Algebraic logic is something which exists both in Mathematics and Philosophy. However, I've been feeling discontent with the number of examples presented of using logic to solve work through philosophical problems (eg: of simplfying philosophical statements). Especially that of higher non standard logic (eg: The family of modal logic, temporal logic) etc. Often in books, there is some simple examples in beginning to motivate the basic idea of the non standard logic, but as chapters go on , the connection with reailty is entirely forgotten.

Fuzzy logic in particular, one can find a few examples in eletronics engineering and such (controlling objects such washing machine and so on).

Could some resources/ references be given where this more examples of non standard logic used in real life to solve problems can be foiund?

  • Quite obviously, there's a special epistemological factor we have to take into account. Mar 12 at 3:15

2 Answers 2


Many-valued logics are sometimes used in electronic engineering. For example, a control system for a plant might have a sensor attached to an aperture and the logic may need to distinguish three cases, the sensor is reporting that the aperture is open, the sensor is reporting that the aperture is closed, and the sensor is not reporting anything, perhaps because it is broken. Many-valued logics are often described as preserving a designated value, and in such a case the logic would work to preserve the conditions of safe operation.

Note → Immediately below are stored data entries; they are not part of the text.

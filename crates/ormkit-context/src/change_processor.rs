//! Persistence of tracked changes

use std::sync::Arc;

use ormkit_core::{DbConnection, EntityChange, SaveError};
use ormkit_providers::ProviderRegistry;

/// Writes a batch of tracked changes to the store.
///
/// Implementations report raw update failures as [`SaveError::Update`];
/// the caller classifies them.
pub trait ChangeProcessor: Send + Sync {
    fn process(
        &self,
        store_connection: &dyn DbConnection,
        changes: &[EntityChange],
    ) -> Result<usize, SaveError>;
}

/// Hands changes to the store provider's services
#[derive(Debug)]
pub struct ProviderChangeProcessor {
    providers: Arc<ProviderRegistry>,
}

impl ProviderChangeProcessor {
    pub fn new(providers: Arc<ProviderRegistry>) -> Self {
        Self { providers }
    }
}

impl ChangeProcessor for ProviderChangeProcessor {
    fn process(
        &self,
        store_connection: &dyn DbConnection,
        changes: &[EntityChange],
    ) -> Result<usize, SaveError> {
        let services = self
            .providers
            .services(store_connection.provider_invariant_name())?;
        services.apply_changes(store_connection, changes)
    }
}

Many knowledge based systems in artificial intelligence use nonmonotonic logic. If you pick up a standard textbook of knowledge representation, such as Brachman and Levesque's Knowledge Representation and Reasoning, you will find coverage of default logics and autoepistemic logic.

The Bayesian approach to probability in effect treats probability theory as a logic of partial belief. The use of Bayesian techniques to solve problems is very widespread. It is used in everything from weather forecasting, exploration, finance, medicine, environmental prediction, etc. Pretty much anywhere you have to make decisions under uncertainty.

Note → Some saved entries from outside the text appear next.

//! The lower-level context: a connection, a model and the tracked entities
//!
//! An [`ObjectContext`] is created once per internal context, either from a
//! compiled model and a store connection or from a connection that carries
//! its own model metadata. Entity tracking is snapshot based: attached
//! entities remember their original values and [`ObjectContext::detect_changes`]
//! marks the ones whose current values differ.

use std::sync::Arc;
use std::sync::atomic::{AtomicBool, Ordering};

use ormkit_core::{
    CompiledModel, DbConnection, EntityChange, EntitySetTypePair, EntityState, MetadataWorkspace,
    OrmError, ProviderServices, Result,
};
use ormkit_providers::ProviderRegistry;
use parking_lot::{Mutex, RwLock};

use crate::ChangeProcessor;

/// Behavior switches of an object context
#[derive(Debug, Clone, Copy, PartialEq, Eq)]
pub struct ContextOptions {
    pub lazy_loading_enabled: bool,
    pub proxy_creation_enabled: bool,
    pub use_consistent_null_reference_behavior: bool,
}

impl Default for ContextOptions {
    fn default() -> Self {
        Self {
            lazy_loading_enabled: false,
            proxy_creation_enabled: true,
            use_consistent_null_reference_behavior: false,
        }
    }
}

/// How [`ObjectContext::save_changes`] treats the tracked entries
#[derive(Debug, Clone, Copy, PartialEq, Eq)]
pub struct SaveOptions {
    pub detect_changes_before_save: bool,
    pub accept_all_changes_after_save: bool,
}

impl Default for SaveOptions {
    fn default() -> Self {
        Self {
            detect_changes_before_save: true,
            accept_all_changes_after_save: true,
        }
    }
}

/// State of a tracked entity
#[derive(Debug, Clone, Copy, PartialEq, Eq)]
pub enum EntryState {
    Unchanged,
    Added,
    Modified,
    Deleted,
}

#[derive(Debug, Clone)]
struct TrackedEntry {
    entity_set: String,
    entity_type: String,
    key: String,
    state: EntryState,
    original: serde_json::Value,
    current: serde_json::Value,
}

impl TrackedEntry {
    fn to_change(&self) -> Option<EntityChange> {
        let state = match self.state {
            EntryState::Unchanged => return None,
            EntryState::Added => EntityState::Added,
            EntryState::Modified => EntityState::Modified,
            EntryState::Deleted => EntityState::Deleted,
        };
        Some(EntityChange {
            entity_set: self.entity_set.clone(),
            entity_type: self.entity_type.clone(),
            key: self.key.clone(),
            state,
            values: self.current.clone(),
        })
    }
}

pub struct ObjectContext {
    connection: Arc<dyn DbConnection>,
    model: Option<Arc<CompiledModel>>,
    workspace: Arc<MetadataWorkspace>,
    store_services: Arc<dyn ProviderServices>,
    change_processor: Arc<dyn ChangeProcessor>,
    options: RwLock<ContextOptions>,
    entries: Mutex<Vec<TrackedEntry>>,
    disposed: AtomicBool,
}

impl ObjectContext {
    /// Create an object context for a compiled model.
    ///
    /// Fails with [`OrmError::ProviderMismatch`] if the model was built for a
    /// different store provider than the connection's.
    pub fn for_model(
        model: Arc<CompiledModel>,
        connection: Arc<dyn DbConnection>,
        providers: &ProviderRegistry,
        change_processor: Arc<dyn ChangeProcessor>,
    ) -> Result<Self> {
        let model_provider = &model.provider_info().provider_invariant_name;
        let connection_provider = connection.store_provider_invariant_name();
        if !model_provider.eq_ignore_ascii_case(&connection_provider) {
            return Err(OrmError::ProviderMismatch {
                model_provider: model_provider.clone(),
                connection_provider,
            });
        }

        let store_services = providers.services(&connection_provider)?;
        Ok(Self::new(
            connection,
            model.workspace().clone(),
            Some(model),
            store_services,
            change_processor,
        ))
    }

    /// Create an object context from the metadata carried by the connection
    pub fn from_connection_model(
        connection: Arc<dyn DbConnection>,
        providers: &ProviderRegistry,
        change_processor: Arc<dyn ChangeProcessor>,
    ) -> Result<Self> {
        let workspace = connection.metadata_workspace().ok_or_else(|| {
            OrmError::Configuration(format!(
                "the connection '{}' does not carry model metadata",
                connection.type_name()
            ))
        })?;
        let store_services = providers.services(&connection.store_provider_invariant_name())?;
        Ok(Self::new(connection, workspace, None, store_services, change_processor))
    }

    fn new(
        connection: Arc<dyn DbConnection>,
        workspace: Arc<MetadataWorkspace>,
        model: Option<Arc<CompiledModel>>,
        store_services: Arc<dyn ProviderServices>,
        change_processor: Arc<dyn ChangeProcessor>,
    ) -> Self {
        Self {
            connection,
            model,
            workspace,
            store_services,
            change_processor,
            options: RwLock::new(ContextOptions::default()),
            entries: Mutex::new(Vec::new()),
            disposed: AtomicBool::new(false),
        }
    }

    pub fn connection(&self) -> &Arc<dyn DbConnection> {
        &self.connection
    }

    /// The connection that talks to the store
    pub fn store_connection(&self) -> Arc<dyn DbConnection> {
        self.connection
            .store_connection()
            .unwrap_or_else(|| self.connection.clone())
    }

    /// The compiled model, unless the context was created from connection metadata
    pub fn model(&self) -> Option<&Arc<CompiledModel>> {
        self.model.as_ref()
    }

    pub fn workspace(&self) -> &Arc<MetadataWorkspace> {
        &self.workspace
    }

    pub fn store_services(&self) -> &Arc<dyn ProviderServices> {
        &self.store_services
    }

    pub fn options(&self) -> ContextOptions {
        *self.options.read()
    }

    pub fn set_lazy_loading_enabled(&self, enabled: bool) {
        self.options.write().lazy_loading_enabled = enabled;
    }

    pub fn set_proxy_creation_enabled(&self, enabled: bool) {
        self.options.write().proxy_creation_enabled = enabled;
    }

    pub fn set_use_consistent_null_reference_behavior(&self, enabled: bool) {
        self.options.write().use_consistent_null_reference_behavior = enabled;
    }

    pub fn is_disposed(&self) -> bool {
        self.disposed.load(Ordering::SeqCst)
    }

    fn check_not_disposed(&self) -> Result<()> {
        if self.is_disposed() {
            return Err(OrmError::ContextDisposed(self.workspace.container_name.clone()));
        }
        Ok(())
    }

    /// Entity set that holds `entity_type`, and the root type of that set
    pub fn entity_set_for(&self, entity_type: &str) -> Result<EntitySetTypePair> {
        self.workspace
            .entity_set_and_base_type_for_type(entity_type)
            .ok_or_else(|| OrmError::EntityTypeNotInModel(entity_type.to_string()))
    }

    fn track(
        &self,
        entity_type: &str,
        key: String,
        state: EntryState,
        values: serde_json::Value,
    ) -> Result<()> {
        self.check_not_disposed()?;
        let set = self.entity_set_for(entity_type)?;
        let mut entries = self.entries.lock();
        if entries
            .iter()
            .any(|entry| entry.entity_set == set.entity_set.name && entry.key == key)
        {
            return Err(OrmError::EntityAlreadyTracked {
                entity_set: set.entity_set.name,
                key,
            });
        }
        entries.push(TrackedEntry {
            entity_set: set.entity_set.name,
            entity_type: entity_type.to_string(),
            key,
            state,
            original: values.clone(),
            current: values,
        });
        Ok(())
    }

    /// Track a new entity to be inserted
    pub fn add(
        &self,
        entity_type: &str,
        key: impl Into<String>,
        values: serde_json::Value,
    ) -> Result<()> {
        self.track(entity_type, key.into(), EntryState::Added, values)
    }

    /// Track an entity that already exists in the store
    pub fn attach(
        &self,
        entity_type: &str,
        key: impl Into<String>,
        values: serde_json::Value,
    ) -> Result<()> {
        self.track(entity_type, key.into(), EntryState::Unchanged, values)
    }

    fn with_entry<T>(
        &self,
        entity_type: &str,
        key: &str,
        f: impl FnOnce(&mut Vec<TrackedEntry>, usize) -> T,
    ) -> Result<T> {
        self.check_not_disposed()?;
        let set = self.entity_set_for(entity_type)?;
        let mut entries = self.entries.lock();
        let index = entries
            .iter()
            .position(|entry| entry.entity_set == set.entity_set.name && entry.key == key)
            .ok_or_else(|| OrmError::EntityNotTracked {
                entity_type: entity_type.to_string(),
                key: key.to_string(),
            })?;
        Ok(f(&mut entries, index))
    }

    /// Replace the current values of a tracked entity. The state changes only
    /// when changes are detected.
    pub fn update(&self, entity_type: &str, key: &str, values: serde_json::Value) -> Result<()> {
        self.with_entry(entity_type, key, |entries, index| {
            entries[index].current = values;
        })
    }

    /// Mark a tracked entity for deletion; an added entity is simply detached
    pub fn remove(&self, entity_type: &str, key: &str) -> Result<()> {
        self.with_entry(entity_type, key, |entries, index| {
            if entries[index].state == EntryState::Added {
                entries.remove(index);
            } else {
                entries[index].state = EntryState::Deleted;
            }
        })
    }

    pub fn entry_state(&self, entity_type: &str, key: &str) -> Option<EntryState> {
        self.with_entry(entity_type, key, |entries, index| entries[index].state)
            .ok()
    }

    /// Mark unchanged entries whose values differ from their snapshot as
    /// modified. Returns the number of entries that changed state.
    pub fn detect_changes(&self) -> usize {
        let mut detected = 0;
        for entry in self.entries.lock().iter_mut() {
            if entry.state == EntryState::Unchanged && entry.current != entry.original {
                entry.state = EntryState::Modified;
                detected += 1;
            }
        }
        if detected > 0 {
            tracing::debug!(detected, "detected changes");
        }
        detected
    }

    /// Changes that a save would write
    pub fn pending_changes(&self) -> Vec<EntityChange> {
        self.entries
            .lock()
            .iter()
            .filter_map(TrackedEntry::to_change)
            .collect()
    }

    /// Forget deleted entries and make every other entry unchanged
    pub fn accept_all_changes(&self) {
        let mut entries = self.entries.lock();
        entries.retain(|entry| entry.state != EntryState::Deleted);
        for entry in entries.iter_mut() {
            entry.state = EntryState::Unchanged;
            entry.original = entry.current.clone();
        }
    }

    /// Write pending changes through the change processor
    #[tracing::instrument(skip(self), fields(container = %self.workspace.container_name))]
    pub fn save_changes(&self, options: SaveOptions) -> Result<usize> {
        self.check_not_disposed()?;
        if options.detect_changes_before_save {
            self.detect_changes();
        }

        let changes = self.pending_changes();
        if changes.is_empty() {
            return Ok(0);
        }

        let store = self.store_connection();
        let saved = self
            .change_processor
            .process(store.as_ref(), &changes)
            .map_err(|e| {
                let error = OrmError::from(e);
                tracing::error!(error = %error, "saving changes failed");
                error
            })?;

        if options.accept_all_changes_after_save {
            self.accept_all_changes();
        }
        tracing::debug!(saved, "saved changes");
        Ok(saved)
    }

    pub fn database_exists(&self) -> Result<bool> {
        self.store_services
            .database_exists(self.store_connection().as_ref())
    }

    /// Create the database and the tables of the model
    pub fn create_database(&self) -> Result<()> {
        self.store_services
            .create_database(self.store_connection().as_ref(), &self.workspace)
    }

    pub fn delete_database(&self) -> Result<()> {
        self.store_services
            .delete_database(self.store_connection().as_ref())
    }

    pub fn table_exists(&self, table: &str) -> Result<bool> {
        self.store_services
            .table_exists(self.store_connection().as_ref(), table)
    }

    pub fn read_model_hash(&self, context_key: &str) -> Result<Option<String>> {
        self.store_services
            .read_model_hash(self.store_connection().as_ref(), context_key)
    }

    pub fn write_model_hash(&self, context_key: &str, hash: &str) -> Result<()> {
        self.store_services
            .write_model_hash(self.store_connection().as_ref(), context_key, hash)
    }

    /// Stop tracking. The connection is owned by the internal connection and
    /// is left alone.
    pub fn dispose(&self) {
        if !self.disposed.swap(true, Ordering::SeqCst) {
            self.entries.lock().clear();
        }
    }
}

impl std::fmt::Debug for ObjectContext {
    fn fmt(&self, f: &mut std::fmt::Formatter<'_>) -> std::fmt::Result {
        f.debug_struct("ObjectContext")
            .field("container", &self.workspace.container_name)
            .field("model", &self.model.as_ref().map(|model| model.id()))
            .field("connection", &self.connection)
            .field("options", &self.options())
            .finish()
    }
}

As you mention, fuzzy logic is sometimes used in control systems.

Artificial intelligence systems sometimes use paraconsistent approaches to logic, because they may need to process conflicting information without falling into triviality.

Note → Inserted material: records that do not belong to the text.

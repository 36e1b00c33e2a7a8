//! Keys of the model cache

use ormkit_core::{ModelCacheKey, Result};

use crate::InternalContext;

/// Decides which contexts share a compiled model
pub trait ModelCacheKeyFactory: Send + Sync {
    fn create(&self, context: &dyn InternalContext) -> Result<ModelCacheKey>;
}

/// Keys by context type, provider name and the schema the owner reports
#[derive(Debug, Default)]
pub struct DefaultModelCacheKeyFactory;

impl ModelCacheKeyFactory for DefaultModelCacheKeyFactory {
    fn create(&self, context: &dyn InternalContext) -> Result<ModelCacheKey> {
        ModelCacheKey::new(
            context.context_type(),
            context.provider_name()?,
            context.owner().model_schema(),
        )
    }
}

AI systems also sometimes use non-classical approaches to negation, such as 'negation as failure', or they may allow for a strong and weak negation corresponding roughly to: this is definitely false vs. this may be false for all we know.

Linear logic is used in computer science to model functional programming and logic programming, particular with reference to parallel processing. It also has applications in representing the logic of resource-bound interactions.

Modal logic is used within philosophy and linguistics. How practical you consider that to be is a matter of opinion.

Intuitionistic logic is used within contructive mathematics. Some programming languages, such as ML and Haskell are based on intuitionistic logic.

  • @TrystwithFreedom It should be noted that fuzzy logic is used in expert systems (MYCIN is an early example), so fuzzy logic is far broader than a few electronic devices, and that both programming languages and databases rely on mutivalued logics extensively (JavaScript, eg, has NaN and NULL and relies on truthy and falsy semantics), so MVLs are much broader than hardware systems. Thus, the Internet in its current form arguably exists with support from non-classical logics.
    – J D
    Mar 11 at 17:01
  • 1
    @JD MYCIN --- is a museum artifact by now :-)
    – Frank
    Mar 11 at 17:48
  • @Frank It is indeed. But it is a pedagogical exemplar. I suspect Cyc has stuff in the works that would be fascinating, but sadly, Im in health informatics and my excitement revolves around actor model concurrency and statecharts over RESTful which is a long way from the excitement of contemporary AI.
    – J D
    Mar 11 at 18:17

The "Tree" of non-classical logic is quite bushy, and the relationship among the branches is obscure.

The theory and methods of non-classical logic as they have developed do not have the power to handle philosophically interesting problems. Most multi-valued logics lack adequate conditionals and biconditionals, which impedes development of the algebra. Intuitionism and modal logic are generally not truth-functional, which make the decision problem of whether a given formula is or is not a valid theorem non-trivial, and prevent easy use of either the Boolean Algebraic or the truth-table methods of classical logic. Fuzzy logic also does not have robust conditionals.

In about the 1920s, the fields of multi-valued logic, intuitionism, and modal logic were created about the same time, with fuzzy logic and paraconsistent logic coming along later. These fields were deemed inconsistent and irreconcilable and have been pursued separately and independently.

Whether this is really the case, or whether they can be reconciled after all is more of an academic problem than a logical one. There are few people who are sufficiently familiar with the foundational principles of more than one or two of them. Perhaps more importantly, there appears to be little or no professional academic interest in going back to the beginning and trying to reconcile them a century after their origins.

There are probably no easy answers in the literature to finding practical applications for non-classical logic.